#### [Aim of the exercise]
Copy every line of the data in which the word "impl" occurs.

#### [Data to process]
|---|
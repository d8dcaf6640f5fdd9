use std::path::PathBuf;
use std::sync::Arc;
use std::time::Duration;

use axum::{
    extract::ws::{rejection::WebSocketUpgradeRejection, Message, WebSocket, WebSocketUpgrade},
    extract::State,
    http::StatusCode,
    response::{IntoResponse, Response},
    routing::get,
    Json, Router,
};
use futures::stream::{SplitSink, SplitStream};
use futures::{SinkExt, StreamExt};
use tower_http::cors::{Any, CorsLayer};
use tower_http::services::ServeDir;

use super::library;
use crate::config::ServerConfig;
use crate::error::SyncError;
use crate::sync::{EventSink, HubHandle, ListenerId, SyncEvent};

#[derive(Clone)]
pub struct AppState {
    pub hub: HubHandle<WsSink>,
    pub music_dir: Arc<PathBuf>,
    pub idle_timeout: Option<Duration>,
}

/// Write half of a listener's WebSocket.
pub struct WsSink {
    inner: SplitSink<WebSocket, Message>,
}

impl WsSink {
    pub fn new(inner: SplitSink<WebSocket, Message>) -> Self {
        Self { inner }
    }
}

impl EventSink for WsSink {
    async fn deliver(&mut self, event: &SyncEvent) -> Result<(), SyncError> {
        let text = event.encode()?;
        self.inner
            .send(Message::Text(text.into()))
            .await
            .map_err(SyncError::transport)
    }

    async fn close(mut self) {
        let _ = self.inner.close().await;
    }
}

pub fn router(config: &ServerConfig, hub: HubHandle<WsSink>) -> Router {
    let state = AppState {
        hub,
        music_dir: Arc::new(config.music_dir.clone()),
        idle_timeout: config.idle_timeout_duration(),
    };

    let listing_cors = CorsLayer::new().allow_origin(Any).allow_methods(Any);

    let app = Router::new()
        .route("/", get(|| async { "Syncwave Server" }))
        .route("/health", get(|| async { Json("OK") }))
        .route("/stats", get(get_stats))
        .route("/ws", get(ws_handler))
        .route("/music", get(library::serve_track))
        .route("/music-list", get(library::list_music).layer(listing_cors));

    let app = match &config.frontend_dir {
        Some(dir) => app.fallback_service(ServeDir::new(dir)),
        None => app,
    };

    app.with_state(state)
}

async fn ws_handler(
    State(state): State<AppState>,
    ws: Result<WebSocketUpgrade, WebSocketUpgradeRejection>,
) -> Response {
    let ws = match ws {
        Ok(ws) => ws,
        Err(rejection) => {
            tracing::warn!(error = %rejection, "WebSocket upgrade rejected");
            return rejection.into_response();
        }
    };

    ws.on_failed_upgrade(|e| tracing::warn!(error = %e, "WebSocket upgrade failed"))
        .on_upgrade(move |socket| handle_listener(state, socket))
}

/// Why a listener's read loop ended
#[derive(Debug, Clone, Copy, PartialEq, Eq)]
enum CloseReason {
    Disconnected,
    Malformed,
    Transport,
    IdleTimeout,
    HubClosed,
}

async fn handle_listener(state: AppState, socket: WebSocket) {
    let (sender, mut receiver) = socket.split();

    let id = match state.hub.register(WsSink::new(sender)).await {
        Ok(id) => id,
        Err(e) => {
            tracing::warn!(error = %e, "Could not register listener");
            return;
        }
    };
    tracing::debug!(listener = %id, "Listener connected");

    let reason = read_loop(&state, id, &mut receiver).await;
    tracing::debug!(listener = %id, reason = ?reason, "Listener read loop ended");

    // The hub may already have dropped this listener after a failed write;
    // deregistering again is harmless.
    let _ = state.hub.deregister(id).await;
}

async fn read_loop(
    state: &AppState,
    id: ListenerId,
    receiver: &mut SplitStream<WebSocket>,
) -> CloseReason {
    loop {
        let next = match state.idle_timeout {
            Some(limit) => match tokio::time::timeout(limit, receiver.next()).await {
                Ok(next) => next,
                Err(_) => return CloseReason::IdleTimeout,
            },
            None => receiver.next().await,
        };

        let decoded = match next {
            Some(Ok(Message::Text(text))) => SyncEvent::decode(text.as_str()),
            Some(Ok(Message::Binary(bin))) => SyncEvent::decode_slice(&bin),
            Some(Ok(Message::Ping(_))) | Some(Ok(Message::Pong(_))) => continue,
            Some(Ok(Message::Close(_))) | None => return CloseReason::Disconnected,
            Some(Err(e)) => {
                tracing::debug!(listener = %id, error = %e, "Read failed");
                return CloseReason::Transport;
            }
        };

        let event = match decoded {
            Ok(event) => event,
            Err(e) => {
                tracing::warn!(listener = %id, error = %e, "Dropping listener");
                return CloseReason::Malformed;
            }
        };

        tracing::debug!(listener = %id, event = %event, "Event received");
        if state.hub.submit(Some(id), event).await.is_err() {
            return CloseReason::HubClosed;
        }
    }
}

async fn get_stats(State(state): State<AppState>) -> Response {
    match state.hub.stats().await {
        Ok(stats) => Json(stats).into_response(),
        Err(e) => (StatusCode::SERVICE_UNAVAILABLE, e.to_string()).into_response(),
    }
}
|---|
#### [Solution to the problem]
impl WsSink {
impl EventSink for WsSink {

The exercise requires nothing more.